Two Theatres Two Schools One Day One Love

Some artists – poets –  despise reading their works to audiences or in schools. I don’t and here’s why. Every now and again –  each time, hopefully  –   it becomes crystal  clear  why one does what one does in terms of work in schools.

Today I performed at two theatres in two schools. One high   school had approximately 2,500 pupils,  a   big school in any country. I did a forty minute reading to about four hundred   pupils in the schools  theatre that would be the pride of any city. The technical sound is  pitch perfect At Lord Beaverbrook High.  This means that each nuance, each note inside   a note, that urges from my mouth is picked up and projected with care to each   member of the audience.  It was time to begin my reading. It is important to set the tone. I set mine by saying  “. It is really an honour to   be here. It’s my first time  in America”. 

By the end of the reading they, through the poems,  have laughed cried and danced inside their hearts and minds and so have I. A magic happens; an indefinable  otherness which leaves us tired and happy, realising that there is something  about art and artists which puts us in touch with ourselves and with the world  around us in a way that can not be achieved by any other means. Even   religion depends on art to convey its centre – books stories (the bible the  Koran)  and pictures, (statues stained  glass windows).

I am not blowing my own trumpet here.  Because believe you me  there is a lot of work invested in  making something seem  effortless but I am sharing  with you the effect that an artist can have in a school environment.  How an artist in a school can send ripples that will splash inside the  eyes of the children and spill over into their homes and their lives
and they are the artists of tomorrow.    Here is an email I received  from a teacher the day after  this event at Lord Beaverbrook High

I am an English teacher at LordBeaverbrookHigh School – where you came and performed yesterday morning as a part of Wordfest – and I wanted to send along my gratitude for your work.  Not only are you an incredibly talented poet and performer, but you lit a fire beneath my students. It is one thing for me  to expose them to stuff, to claim that words live lives outside of shoeboxes  shoved under beds, and quite another for them to feel it.

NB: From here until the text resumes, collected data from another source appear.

pub mod hide;
pub mod unveil;
pub mod unveil_raw;
use std::path::PathBuf;

use clap::Args;
use floatsteg_core::CodecOptions;

use crate::CliResult;

/// Hides a text message in a file of raw little-endian f32 samples
#[derive(Args, Debug)]
pub struct HideArgs {
    /// Carrier file of raw little-endian 32-bit float samples, used readonly.
    #[arg(short = 'i', long = "in", value_name = "carrier file", required = true)]
    pub media: PathBuf,

    /// Final stego samples will be stored as file
    #[arg(
        short = 'o',
        long = "out",
        value_name = "output sample file",
        required = true
    )]
    pub write_to_file: PathBuf,

    /// An ASCII text message that will be hidden
    #[arg(short, long, value_name = "text message", required = true)]
    pub message: String,
}

impl HideArgs {
    pub fn run(self, options: &CodecOptions) -> CliResult<()> {
        log::info!(
            "hiding {} bytes of text in {}",
            self.message.len(),
            self.media.display()
        );

        floatsteg_core::commands::hide(&self.media, &self.write_to_file, &self.message, options)
    }
}
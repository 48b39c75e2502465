use std::io::prelude::*;
use std::io::*;
use std::slice;

/// Iterates the bits of any `Read`, most significant bit of each byte first.
///
/// This is the ordering of the text bit-stream contract: a payload byte
/// `0b0100_0001` yields `0, 1, 0, 0, 0, 0, 0, 1`.
pub struct BitIterator<I> {
    n: u32,
    i: u32,
    iter: I,
    byte: Option<u8>,
}

impl<I> BitIterator<I> {
    pub fn new(s: I) -> Self {
        BitIterator {
            n: 8,
            i: 0,
            iter: s,
            byte: None,
        }
    }
}

impl<I> Iterator for BitIterator<I>
where
    I: Read,
{
    type Item = u8;

    fn next(&mut self) -> Option<Self::Item> {
        loop {
            let bit = (self.i % self.n) as u8;
            self.i += 1;
            if bit == 0 {
                self.byte = None;
            }
            if self.byte.is_none() {
                let mut b = 0;
                match self.iter.read(slice::from_mut(&mut b)) {
                    Ok(0) => None,
                    Ok(..) => {
                        self.byte = Some(b);
                        self.byte
                    }
                    Err(ref e) if e.kind() == ErrorKind::Interrupted => continue,
                    Err(_) => None,
                };
            }
            return match self.byte {
                None => None,
                Some(b) => Some((b >> (7 - bit)) & 1),
            };
        }
    }
}
use std::fs;
use std::path::PathBuf;

use clap::Args;
use floatsteg_core::{CodecOptions, FloatStegError};

use crate::CliResult;

/// Unveils a text message from a stego sample file
#[derive(Args, Debug)]
pub struct UnveilArgs {
    /// Source sample file that contains secret data
    #[arg(
        short = 'i',
        long = "in",
        value_name = "sample source file",
        required = true
    )]
    pub media: PathBuf,

    /// Length of the hidden message in bytes, agreed out of band
    #[arg(short, long, value_name = "message length", required = true)]
    pub length: usize,

    /// Store the message in this file instead of printing it
    #[arg(short = 'o', long = "out", value_name = "output file")]
    pub output_file: Option<PathBuf>,
}

impl UnveilArgs {
    pub fn run(self, options: &CodecOptions) -> CliResult<()> {
        let message = floatsteg_core::commands::unveil(&self.media, self.length, options)?;
        log::info!("unveiled {} bytes from {}", self.length, self.media.display());

        match self.output_file {
            Some(path) => {
                fs::write(path, message).map_err(|source| FloatStegError::WriteError { source })
            }
            None => {
                println!("{message}");
                Ok(())
            }
        }
    }
}
use std::path::PathBuf;

use clap::Args;
use floatsteg_core::CodecOptions;

use crate::CliResult;

/// Unveils raw data from a stego sample file
#[derive(Args, Debug)]
pub struct UnveilRawArgs {
    /// Source sample file that contains secret data
    #[arg(
        short = 'i',
        long = "in",
        value_name = "sample source file",
        required = true
    )]
    pub media: PathBuf,

    /// Raw data will be stored as binary file
    #[arg(short = 'o', long = "out", value_name = "output file", required = true)]
    pub output_file: PathBuf,
}

impl UnveilRawArgs {
    pub fn run(self, options: &CodecOptions) -> CliResult<()> {
        floatsteg_core::commands::unveil_raw(&self.media, &self.output_file, options)
    }
}
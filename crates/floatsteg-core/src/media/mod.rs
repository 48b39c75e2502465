pub mod codec_options;
pub mod lsb_codec;

pub use codec_options::CodecOptions;
pub use lsb_codec::LsbCodec;

use std::fs::File;
use std::io::{BufReader, BufWriter, ErrorKind, Read, Write};
use std::path::Path;

use byteorder::{LittleEndian, ReadBytesExt, WriteBytesExt};

use crate::error::FloatStegError;
use crate::result::Result;
use crate::Persist;

/// A carrier of raw little-endian 32-bit float samples, the payload of any
/// file format that stores a flat array of floats.
///
/// Container formats (WAV chunks, image pixel layouts, ...) are the job of
/// external tooling, this type only handles the sample stream itself.
#[derive(Debug, Default)]
pub struct RawSamples {
    pub samples: Vec<f32>,
}

impl RawSamples {
    pub fn from_file(path: &Path) -> Result<Self> {
        let file = File::open(path).map_err(|source| FloatStegError::ReadError { source })?;

        Self::from_read(&mut BufReader::new(file))
    }

    /// Reads samples until EOF. A trailing fragment of fewer than 4 bytes
    /// is dropped.
    pub fn from_read(input: &mut dyn Read) -> Result<Self> {
        let mut samples = Vec::new();

        loop {
            match input.read_f32::<LittleEndian>() {
                Ok(sample) => samples.push(sample),
                Err(e) if e.kind() == ErrorKind::UnexpectedEof => break,
                Err(source) => return Err(FloatStegError::ReadError { source }),
            }
        }

        Ok(Self { samples })
    }

    /// total payload capacity in bits at the given codec options
    pub fn capacity(&self, opts: &CodecOptions) -> usize {
        self.samples.len() * opts.fraction_bits_per_sample
    }
}

impl Persist for RawSamples {
    fn save_as(&mut self, target: &Path) -> Result<()> {
        let file = File::create(target).map_err(|source| FloatStegError::WriteError { source })?;
        let mut writer = BufWriter::new(file);

        for sample in &self.samples {
            writer
                .write_f32::<LittleEndian>(*sample)
                .map_err(|source| FloatStegError::WriteError { source })?;
        }

        writer
            .flush()
            .map_err(|source| FloatStegError::WriteError { source })
    }
}

#[cfg(test)]
mod tests {
    use super::*;

    #[test]
    fn should_read_little_endian_floats() {
        let mut raw: Vec<u8> = Vec::new();
        for v in [1.0_f32, -2.0, 0.125] {
            raw.extend_from_slice(&v.to_le_bytes());
        }
        raw.push(0xff); // trailing fragment

        let media = RawSamples::from_read(&mut &raw[..]).unwrap();

        assert_eq!(media.samples, vec![1.0, -2.0, 0.125]);
    }

    #[test]
    fn should_report_capacity() {
        let media = RawSamples {
            samples: vec![0.5; 100],
        };

        assert_eq!(media.capacity(&CodecOptions::default()), 600);
        let opts = CodecOptions::with_fraction_bits(23).unwrap();
        assert_eq!(media.capacity(&opts), 2300);
    }

    #[test]
    fn should_save_and_reload() {
        let out_dir = tempfile::TempDir::new().unwrap();
        let target = out_dir.path().join("samples.f32");

        let mut media = RawSamples {
            samples: vec![0.25, -0.75, 42.0],
        };
        media.save_as(&target).unwrap();

        let reloaded = RawSamples::from_file(&target).unwrap();
        assert_eq!(reloaded.samples, media.samples);
    }
}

Today in class, they came up with all sorts of  ideas for performing poems as part of a ‘Random Acts of Poetry’ week including:  bombarding other classes with paper airplanes that have poetry written on them,  duct-taping themselves to walls and reciting poetry about entrapment, creating  random paper barriers that other students will have to break through in order  to get to wherever they’re going, interrupting math and science lessons with  30-second beat-box poems, making banners of manifesto poetry to hang in prominent places around the school.

On the way out the door, one of my students said to another – ‘man, I *love*
this class’.”


1 thought on “Two Theatres Two Schools One Day One Love

  1. Lord Beaverbook Sr. High, eh? Man, they were my rival high school in Calgary. I can't believe you went there.
    And you left out Henry Wise Wood. Oh, well it's probably for the best, only bad stuff comes out of there anyway.